Taken and adapted from the book, Holy Terror, by Bruce A. Borders.

I live in the desert on purpose. The reason is simple – I don’t like rain. Never liked it, never will. In fact, I’d prefer that it never rain at all. Our water supply could be provided by the summer run-off of mountain snow. But apparently, I don’t get to decide such matters, as one look out the window will attest. Yes, it’s raining, and has been quite a lot this year. At the rate it’s going, this normally arid climate will soon be reclassified from desert to rainforest.

I’m convinced that the rain is slowly driving me crazy. The cold temperature. The soggy ground. The damp air. I try to stay busy doing everything I can that needs done – inside. But a guy can only take so much. I’ve considered moving to the Sahara, where it hasn’t rained for around a hundred years – but given my luck, it would rain the first week after I’d arrived. Rain seems to follow me wherever I go.

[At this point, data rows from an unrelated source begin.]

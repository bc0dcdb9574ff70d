//! Duration converter
//!
//! Durations are written as text in the constant `[-][d.]hh:mm:ss[.fffffff]`
//! form. Reading accepts a native duration, a date cell (day-of-year plus
//! time of day, for engines that keep durations as dates) or text.

use chrono::{Datelike, NaiveDateTime, TimeDelta, Timelike};

use crate::error::{ConversionError, ConversionResult};
use crate::policy::{ConversionPolicy, Culture};
use crate::types::{CellValue, TypeTag, TypedValue};

use super::{default_from_external, default_to_external, Converter};

const SECONDS_PER_DAY: i64 = 86_400;
const NANOS_PER_TICK: u32 = 100;
const MAX_DAYS: i64 = 10_675_199;

/// Render a duration as `[-][d.]hh:mm:ss[.fffffff]`.
pub fn format_timespan(duration: TimeDelta) -> String {
    let negative = duration < TimeDelta::zero();
    let magnitude = duration.abs();
    let total = magnitude.num_seconds();
    let ticks = magnitude.subsec_nanos().unsigned_abs() / NANOS_PER_TICK;

    let days = total / SECONDS_PER_DAY;
    let hours = (total % SECONDS_PER_DAY) / 3_600;
    let minutes = (total % 3_600) / 60;
    let seconds = total % 60;

    let mut out = String::new();
    if negative {
        out.push('-');
    }
    if days > 0 {
        out.push_str(&format!("{}.", days));
    }
    out.push_str(&format!("{:02}:{:02}:{:02}", hours, minutes, seconds));
    if ticks > 0 {
        out.push_str(&format!(".{:07}", ticks));
    }
    out
}

/// Parse duration text.
///
/// Accepted shapes: `d`, `hh:mm`, `hh:mm:ss`, `d.hh:mm[:ss]`, `d:hh:mm:ss`,
/// each with an optional leading `-` and an optional fraction of a second
/// after `.` or the culture's decimal separator.
pub fn parse_timespan(text: &str, culture: &Culture) -> ConversionResult<TimeDelta> {
    let invalid = || {
        ConversionError::format(format!(
            "'{}' is not a valid duration; expected [-][d.]hh:mm[:ss[.fffffff]]",
            text
        ))
    };

    let trimmed = text.trim();
    let (negative, body) = match trimmed.strip_prefix('-') {
        Some(rest) => (true, rest),
        None => (false, trimmed),
    };
    if body.is_empty() {
        return Err(invalid());
    }

    let segments: Vec<&str> = body.split(':').collect();
    let (days, hours, minutes, seconds) = match segments.as_slice() {
        [days] => (number(days).ok_or_else(invalid)?, 0, 0, "0"),
        [head, minutes] => {
            let (days, hours) = split_days(head).ok_or_else(invalid)?;
            (days, hours, number(minutes).ok_or_else(invalid)?, "0")
        }
        [head, minutes, seconds] => {
            let (days, hours) = split_days(head).ok_or_else(invalid)?;
            (days, hours, number(minutes).ok_or_else(invalid)?, *seconds)
        }
        [days, hours, minutes, seconds] => (
            number(days).ok_or_else(invalid)?,
            number(hours).ok_or_else(invalid)?,
            number(minutes).ok_or_else(invalid)?,
            *seconds,
        ),
        _ => return Err(invalid()),
    };
    let (seconds, nanos) = split_fraction(seconds, culture).ok_or_else(invalid)?;

    if days > MAX_DAYS || hours >= 24 || minutes >= 60 || seconds >= 60 {
        return Err(ConversionError::overflow(format!(
            "'{}' has a duration component out of range",
            text
        )));
    }

    let total = days * SECONDS_PER_DAY + hours * 3_600 + minutes * 60 + seconds;
    let duration = TimeDelta::new(total, nanos).ok_or_else(invalid)?;
    Ok(if negative { -duration } else { duration })
}

fn number(segment: &str) -> Option<i64> {
    if segment.is_empty() || !segment.bytes().all(|b| b.is_ascii_digit()) {
        return None;
    }
    segment.parse().ok()
}

// `d.hh` or `hh`
fn split_days(head: &str) -> Option<(i64, i64)> {
    match head.split_once('.') {
        Some((days, hours)) => Some((number(days)?, number(hours)?)),
        None => Some((0, number(head)?)),
    }
}

// `ss`, `ss.fffffff` or `ss,fffffff` under a comma-decimal culture
fn split_fraction(segment: &str, culture: &Culture) -> Option<(i64, u32)> {
    let split = segment
        .split_once('.')
        .or_else(|| segment.split_once(culture.decimal_separator));
    let Some((seconds, fraction)) = split else {
        return Some((number(segment)?, 0));
    };
    if fraction.is_empty() || fraction.len() > 7 || !fraction.bytes().all(|b| b.is_ascii_digit())
    {
        return None;
    }
    let ticks: u32 = format!("{:0<7}", fraction).parse().ok()?;
    Some((number(seconds)?, ticks * NANOS_PER_TICK))
}

/// Day-of-year and time of day of a date cell, read as a duration.
fn from_date_cell(dt: &NaiveDateTime) -> TimeDelta {
    TimeDelta::days(i64::from(dt.ordinal()))
        + TimeDelta::hours(i64::from(dt.hour()))
        + TimeDelta::minutes(i64::from(dt.minute()))
        + TimeDelta::seconds(i64::from(dt.second()))
        + TimeDelta::milliseconds(i64::from(dt.nanosecond() / 1_000_000))
}

#[derive(Debug)]
pub struct TimeSpanConverter {
    ty: TypeTag,
}

impl TimeSpanConverter {
    pub fn new() -> Self {
        Self {
            ty: TypeTag::TimeSpan,
        }
    }
}

impl Default for TimeSpanConverter {
    fn default() -> Self {
        Self::new()
    }
}

impl Converter for TimeSpanConverter {
    fn converted_type(&self) -> &TypeTag {
        &self.ty
    }

    fn accepts_native_type(&self) -> bool {
        false
    }

    fn convert_to_external(
        &self,
        policy: &ConversionPolicy,
        value: &TypedValue,
    ) -> ConversionResult<CellValue> {
        default_to_external(policy, value)
    }

    fn convert_from_external(
        &self,
        policy: &ConversionPolicy,
        raw: &CellValue,
    ) -> ConversionResult<TypedValue> {
        match raw {
            CellValue::Duration(duration) => Ok(TypedValue::TimeSpan(*duration)),
            CellValue::DateTime(dt) => Ok(TypedValue::TimeSpan(from_date_cell(dt))),
            CellValue::String(text) => parse_timespan(text, policy.culture).map(TypedValue::TimeSpan),
            other => default_from_external(&self.ty, other),
        }
    }
}

#[cfg(test)]
mod tests {
    use super::*;
    use crate::error::ConversionErrorKind;
    use crate::policy::{DE_DE, INVARIANT};
    use chrono::NaiveDate;
    use pretty_assertions::assert_eq;

    fn hms(h: i64, m: i64, s: i64) -> TimeDelta {
        TimeDelta::hours(h) + TimeDelta::minutes(m) + TimeDelta::seconds(s)
    }

    #[test]
    fn test_format_constant_form() {
        assert_eq!(format_timespan(hms(1, 2, 3)), "01:02:03");
        assert_eq!(format_timespan(TimeDelta::days(2) + hms(3, 0, 0)), "2.03:00:00");
        assert_eq!(format_timespan(-hms(0, 30, 0)), "-00:30:00");
        assert_eq!(
            format_timespan(TimeDelta::seconds(1) + TimeDelta::milliseconds(500)),
            "00:00:01.5000000"
        );
        assert_eq!(format_timespan(TimeDelta::zero()), "00:00:00");
    }

    #[test]
    fn test_parse_shapes() {
        assert_eq!(parse_timespan("3", &INVARIANT).unwrap(), TimeDelta::days(3));
        assert_eq!(parse_timespan("01:30", &INVARIANT).unwrap(), hms(1, 30, 0));
        assert_eq!(parse_timespan(" 01:30:15 ", &INVARIANT).unwrap(), hms(1, 30, 15));
        assert_eq!(
            parse_timespan("1.02:03:04", &INVARIANT).unwrap(),
            TimeDelta::days(1) + hms(2, 3, 4)
        );
        assert_eq!(
            parse_timespan("1:02:03:04", &INVARIANT).unwrap(),
            TimeDelta::days(1) + hms(2, 3, 4)
        );
        assert_eq!(parse_timespan("-00:00:05", &INVARIANT).unwrap(), -TimeDelta::seconds(5));
    }

    #[test]
    fn test_parse_fractions() {
        assert_eq!(
            parse_timespan("00:00:01.25", &INVARIANT).unwrap(),
            TimeDelta::milliseconds(1250)
        );
        assert_eq!(
            parse_timespan("00:00:01,5", &DE_DE).unwrap(),
            TimeDelta::milliseconds(1500)
        );
        assert!(parse_timespan("00:00:01.12345678", &INVARIANT).is_err());
    }

    #[test]
    fn test_parse_rejects_bad_text() {
        for text in ["", "-", "abc", "1:2:3:4:5", "01:xx", "1.5"] {
            let err = parse_timespan(text, &INVARIANT).unwrap_err();
            assert_eq!(err.kind(), ConversionErrorKind::Format, "{text}");
        }
        let err = parse_timespan("25:00", &INVARIANT).unwrap_err();
        assert_eq!(err.kind(), ConversionErrorKind::Overflow);
        assert!(parse_timespan("00:60:00", &INVARIANT).is_err());
    }

    #[test]
    fn test_format_then_parse_agrees() {
        let value = TimeDelta::days(12) + hms(23, 59, 58) + TimeDelta::microseconds(1234);
        assert_eq!(parse_timespan(&format_timespan(value), &INVARIANT).unwrap(), value);
    }

    #[test]
    fn test_converter_sources() {
        let policy = ConversionPolicy::default();
        let converter = TimeSpanConverter::new();
        assert!(!converter.accepts_native_type());

        assert_eq!(
            converter
                .convert_from_external(&policy, &CellValue::Duration(hms(0, 5, 0)))
                .unwrap(),
            TypedValue::TimeSpan(hms(0, 5, 0))
        );

        let dt = NaiveDate::from_ymd_opt(1900, 1, 2)
            .unwrap()
            .and_hms_milli_opt(4, 5, 6, 7)
            .unwrap();
        assert_eq!(
            converter
                .convert_from_external(&policy, &CellValue::DateTime(dt))
                .unwrap(),
            TypedValue::TimeSpan(TimeDelta::days(2) + hms(4, 5, 6) + TimeDelta::milliseconds(7))
        );

        assert_eq!(
            converter
                .convert_from_external(&policy, &"02:00:00".into())
                .unwrap(),
            TypedValue::TimeSpan(hms(2, 0, 0))
        );
    }

    #[test]
    fn test_converter_rejects_null_and_numbers() {
        let policy = ConversionPolicy::default();
        let converter = TimeSpanConverter::new();
        assert!(converter.convert_from_external(&policy, &CellValue::Empty).is_err());
        assert!(converter
            .convert_from_external(&policy, &CellValue::Number(1.0))
            .is_err());
    }

    #[test]
    fn test_to_external_is_text() {
        let policy = ConversionPolicy::default();
        assert_eq!(
            TimeSpanConverter::new()
                .convert_to_external(&policy, &TypedValue::TimeSpan(hms(1, 0, 0)))
                .unwrap(),
            CellValue::String("01:00:00".into())
        );
    }
}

I’ve also contemplated offering my services for sale – a modern-day rain man. I wouldn’t even need a forked stick, all I’d have to do would be to show up. Then again, it probably wouldn’t work. If I actually wanted it to rain, there’d be a drought – sort of inversely raining on my parade.

Yes, rain is definitely one of my many pet peeves – my apologies to anyone who actually likes the stuff. And it appears that, there are quite a few people who do like it, even where I live. (I often wonder what they’re doing living in the desert if that’s the case). When I complain about the wet weather, I constantly hear them telling me, “But we need the rain.”

Actually, we don’t.

Rain, and the supposed dependency on rain, is highly over-rated. The existence of deserts and the nomads who have long thrived in those dry climates are proof – life can be sustained without rain. True, farmers like the rain – yet, they’re never satisfied. No matter how much precipitation falls, invariably, someone will utter the phrase, “But we need the rain.” I seem to hear it two or three times a week.

I have a pretty good idea the last thing Noah heard from outside the ark was a gargled gasp of, “But we need the rain.” Then, they all drowned.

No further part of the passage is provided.